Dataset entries
****************************************

//! Registry of keyed session factories.

use std::collections::HashMap;
use std::sync::Arc;

use crate::orm::SessionFactory;
use crate::types::{FactoryKey, SessionError, SessionResult};

/// Maps factory keys to the session factories the hosting application
/// registered at startup.
///
/// Build it once, then share it read-only behind an `Arc`. Per-request
/// state never lives here; it belongs to the unit of work.
#[derive(Default)]
pub struct SessionFactoryRegistry {
    factories: HashMap<FactoryKey, Arc<dyn SessionFactory>>,
}

impl SessionFactoryRegistry {
    pub fn new() -> Self {
        Self::default()
    }

    /// Register `factory` under `key`, replacing any existing entry.
    /// Re-registration is allowed for re-initialization.
    pub fn register(&mut self, key: FactoryKey, factory: Arc<dyn SessionFactory>) {
        if self.factories.insert(key.clone(), factory).is_some() {
            tracing::info!(key = %key, "replaced session factory");
        }
    }

    /// The factory registered under `key`.
    pub fn lookup(&self, key: &FactoryKey) -> SessionResult<Arc<dyn SessionFactory>> {
        self.factories.get(key).cloned().ok_or_else(|| match key {
            FactoryKey::Default => SessionError::DefaultFactoryMissing,
            FactoryKey::Named(_) => SessionError::UnknownFactory(key.clone()),
        })
    }

    pub fn contains(&self, key: &FactoryKey) -> bool {
        self.factories.contains_key(key)
    }

    pub fn len(&self) -> usize {
        self.factories.len()
    }

    pub fn is_empty(&self) -> bool {
        self.factories.is_empty()
    }
}
//! Models binding entities to the unit of work.

pub mod object;

pub use object::{ObjectBinding, Persistent};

****************************************

▸ **Problem statement**: Find every line in the records that contains the word "unit"; copy those lines.

▸ **Response area**:
/// state never lives here; it belongs to the unit of work.
//! Models binding entities to the unit of work.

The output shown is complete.